Conto Erótico - Esposa Leiloada (1 foto)

Esposa Leiloada

Este conto erótico, que envolve sado-masoquismo, submissão e muita putaria com uma casada, foi dividido em 8 capítulos para o deleite dos leitores. Espero que gostem. É um conto de ficção com muito tesão para quem gosta do tema.


Esposa Leiloada

CAPITULO 1




Depois de experiência com os meninos, eu ainda transei com dois deles mais uma vez com a participação de meu marido, mas foi com cada um de uma vez, isoladamente, e na terceira vez eu senti que meu marido já não vibrava como na primeira. Um dia resolvemos conversar abertamente e ele me disse que quase tinha morrido de tanto gozar durante aquele maravilhoso fim de semana, mas que sua vontade real era praticar outro tipo de sexo. Quando me disse o que queria eu de pronto não concordei, pois já sabia o que era sado-masoquismo e como o conheço muito bem, sabia também que a parte da submissa sofredora caberia a mim.
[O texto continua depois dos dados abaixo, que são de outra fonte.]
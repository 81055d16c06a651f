use crate::error::{BankingError, Result};
use serde::Deserialize;
use std::env;
use std::path::Path;
use std::str::FromStr;

#[derive(Debug, Clone, Default, Deserialize)]
#[serde(default)]
pub struct Config {
    pub revolut: RevolutConfig,
    pub deutsche: DeutscheConfig,
    pub gateway: GatewayConfig,
    pub consumer: ConsumerConfig,
}

#[derive(Debug, Clone, Deserialize)]
#[serde(default)]
pub struct RevolutConfig {
    pub token_url: String,
    pub client_id: String,
    pub refresh_token: String,
    pub client_assertion_type: String,
    pub client_assertion: String,
    pub account_url: String,
    pub transaction_url: String,
    pub payment_url: String,
}

#[derive(Debug, Clone, Deserialize)]
#[serde(default)]
pub struct DeutscheConfig {
    pub token_url: String,
    pub client_id: String,
    pub client_secret: String,
    pub refresh_token: String,
    pub account_url: String,
    pub transaction_url: String,
    pub payment_url: String,
    pub challenge_url: String,
    pub challenge_method: String,
    pub challenge_response: String,
}

#[derive(Debug, Clone, Deserialize)]
#[serde(default)]
pub struct GatewayConfig {
    pub max_request_id_length: usize,
    pub request_timeout_ms: u64,
}

#[derive(Debug, Clone, Deserialize)]
#[serde(default)]
pub struct ConsumerConfig {
    pub workers: usize,
    pub queue_buffer_size: usize,
}

impl Default for RevolutConfig {
    fn default() -> Self {
        Self {
            token_url: "https://sandbox-b2b.revolut.com/api/1.0/auth/token".to_string(),
            client_id: String::new(),
            refresh_token: String::new(),
            client_assertion_type: "urn:ietf:params:oauth:client-assertion-type:jwt-bearer".to_string(),
            client_assertion: String::new(),
            account_url: "https://sandbox-b2b.revolut.com/api/1.0/accounts".to_string(),
            transaction_url: "https://sandbox-b2b.revolut.com/api/1.0/transactions".to_string(),
            payment_url: "https://sandbox-b2b.revolut.com/api/1.0/pay".to_string(),
        }
    }
}

impl Default for DeutscheConfig {
    fn default() -> Self {
        Self {
            token_url: "https://simulator-api.db.com/gw/oidc/token".to_string(),
            client_id: String::new(),
            client_secret: String::new(),
            refresh_token: String::new(),
            account_url: "https://simulator-api.db.com/gw/dbapi/banking/cashAccounts/v2".to_string(),
            transaction_url: "https://simulator-api.db.com/gw/dbapi/banking/transactions/v2".to_string(),
            payment_url: "https://simulator-api.db.com/gw/dbapi/paymentInitiation/payments/v1/instantSepaCreditTransfers"
                .to_string(),
            challenge_url: "https://simulator-api.db.com/gw/dbapi/others/transactionAuthorization/v1/challenges"
                .to_string(),
            challenge_method: "MTAN".to_string(),
            challenge_response: "123456".to_string(),
        }
    }
}

impl Default for GatewayConfig {
    fn default() -> Self {
        Self {
            max_request_id_length: 40,
            request_timeout_ms: 5000,
        }
    }
}

impl Default for ConsumerConfig {
    fn default() -> Self {
        Self {
            workers: num_cpus::get(),
            queue_buffer_size: 1000,
        }
    }
}

fn var_or(key: &str, default: String) -> String {
    env::var(key).unwrap_or(default)
}

fn parsed_or<T: FromStr>(key: &str, default: T) -> T {
    env::var(key)
        .ok()
        .and_then(|value| value.parse().ok())
        .unwrap_or(default)
}

impl Config {
    pub fn from_env() -> Self {
        let revolut = RevolutConfig::default();
        let deutsche = DeutscheConfig::default();
        let gateway = GatewayConfig::default();
        let consumer = ConsumerConfig::default();

        Self {
            revolut: RevolutConfig {
                token_url: var_or("REVOLUT_TOKEN_URL", revolut.token_url),
                client_id: var_or("REVOLUT_CLIENT_ID", revolut.client_id),
                refresh_token: var_or("REVOLUT_REFRESH_TOKEN", revolut.refresh_token),
                client_assertion_type: var_or("REVOLUT_CLIENT_ASSERTION_TYPE", revolut.client_assertion_type),
                client_assertion: var_or("REVOLUT_CLIENT_ASSERTION", revolut.client_assertion),
                account_url: var_or("REVOLUT_ACCOUNT_URL", revolut.account_url),
                transaction_url: var_or("REVOLUT_TRANSACTION_URL", revolut.transaction_url),
                payment_url: var_or("REVOLUT_PAYMENT_URL", revolut.payment_url),
            },
            deutsche: DeutscheConfig {
                token_url: var_or("DEUTSCHE_TOKEN_URL", deutsche.token_url),
                client_id: var_or("DEUTSCHE_CLIENT_ID", deutsche.client_id),
                client_secret: var_or("DEUTSCHE_CLIENT_SECRET", deutsche.client_secret),
                refresh_token: var_or("DEUTSCHE_REFRESH_TOKEN", deutsche.refresh_token),
                account_url: var_or("DEUTSCHE_ACCOUNT_URL", deutsche.account_url),
                transaction_url: var_or("DEUTSCHE_TRANSACTION_URL", deutsche.transaction_url),
                payment_url: var_or("DEUTSCHE_PAYMENT_URL", deutsche.payment_url),
                challenge_url: var_or("DEUTSCHE_CHALLENGE_URL", deutsche.challenge_url),
                challenge_method: var_or("DEUTSCHE_CHALLENGE_METHOD", deutsche.challenge_method),
                challenge_response: var_or("DEUTSCHE_CHALLENGE_RESPONSE", deutsche.challenge_response),
            },
            gateway: GatewayConfig {
                max_request_id_length: parsed_or("MAX_REQUEST_ID_LENGTH", gateway.max_request_id_length),
                request_timeout_ms: parsed_or("REQUEST_TIMEOUT_MS", gateway.request_timeout_ms),
            },
            consumer: ConsumerConfig {
                workers: parsed_or("CONSUMER_WORKERS", consumer.workers),
                queue_buffer_size: parsed_or("QUEUE_BUFFER_SIZE", consumer.queue_buffer_size),
            },
        }
    }

    pub fn from_toml_str(content: &str) -> Result<Self> {
        toml::from_str(content).map_err(|e| BankingError::Config(e.to_string()))
    }

    pub fn from_file(path: impl AsRef<Path>) -> Result<Self> {
        let path = path.as_ref();
        let content = std::fs::read_to_string(path)
            .map_err(|e| BankingError::Config(format!("{}: {}", path.display(), e)))?;
        Self::from_toml_str(&content)
    }
}

#[cfg(test)]
mod tests {
    use super::*;
    use std::io::Write;

    #[test]
    fn partial_toml_keeps_defaults() {
        let config = Config::from_toml_str(
            r#"
            [revolut]
            client_id = "abc"

            [gateway]
            max_request_id_length = 12
            "#,
        )
        .unwrap();

        assert_eq!(config.revolut.client_id, "abc");
        assert_eq!(config.revolut.payment_url, RevolutConfig::default().payment_url);
        assert_eq!(config.gateway.max_request_id_length, 12);
        assert_eq!(config.gateway.request_timeout_ms, 5000);
        assert_eq!(config.deutsche.challenge_method, "MTAN");
    }

    #[test]
    fn reads_config_file() {
        let mut file = tempfile::NamedTempFile::new().unwrap();
        writeln!(file, "[consumer]\nworkers = 3\nqueue_buffer_size = 16").unwrap();

        let config = Config::from_file(file.path()).unwrap();
        assert_eq!(config.consumer.workers, 3);
        assert_eq!(config.consumer.queue_buffer_size, 16);
    }

    #[test]
    fn invalid_toml_is_a_config_error() {
        let err = Config::from_toml_str("[gateway]\nmax_request_id_length = \"many\"").unwrap_err();
        assert!(matches!(err, BankingError::Config(_)));
    }
}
Mas ele foi sempre tocando no assunto, dizendo que eu seria a dona da situação, e que pararia na hora em que eu determinasse, que a dor comedida dava muito tesão, e isso eu já sabia porque gostava também de um pouco de dor em certas horas. Ele me contou que entrava sempre em sites da internet de madrugada, quando eu já estava dormindo, e que estava cada vez mais sentindo tesão pelas histórias que lia. Fiquei muito curiosa, como toda mulher, e pedi para ficar com ele na hora em que fosse entrar. A principio fiquei horrorizada com as barbaridades que se vê na internet, mas depois fui aprendendo a tirar o melhor partido daquelas monstruosidades. Após uns dois meses de visitas na internet a sites de sexo, e de sado. Passamos a ler também os contos enviados por internautas, e me admirei muito da diversidade encontrada nos tais contos. Havia de tudo, mas principalmente todos ou quase todos eram muito mal escritos. Mas de qualquer forma após a leitura de um ou outro mais interessante, invariavelmente eu percebia que ele mudava completamente, passando a ser mais atirado, mais tesudo, mais viril, até que me convenci de que ele realmente se modificava com aqueles incentivos mentais. Fomos nos aprofundando nas leituras sobre sado, e de vez em quando eu dizia para ele: presta atenção, porque parece um caminho sem volta se a gente embarcar nessa. Mas ele é bastante insistente, e depois de uns quatro meses me convenceu de que deveríamos fazer uma experiência. Depois de resolvido que iríamos participar de uma sessão de sado-masoquismo ficamos num mato sem cachorro, pois inexperientes como éramos, não sabíamos por onde começar nem onde procurar. Ficamos trocando idéias durante uns quinze dias, e nesse tempo as trepadas foram maravilhosas. O acaso mudou nossa vida.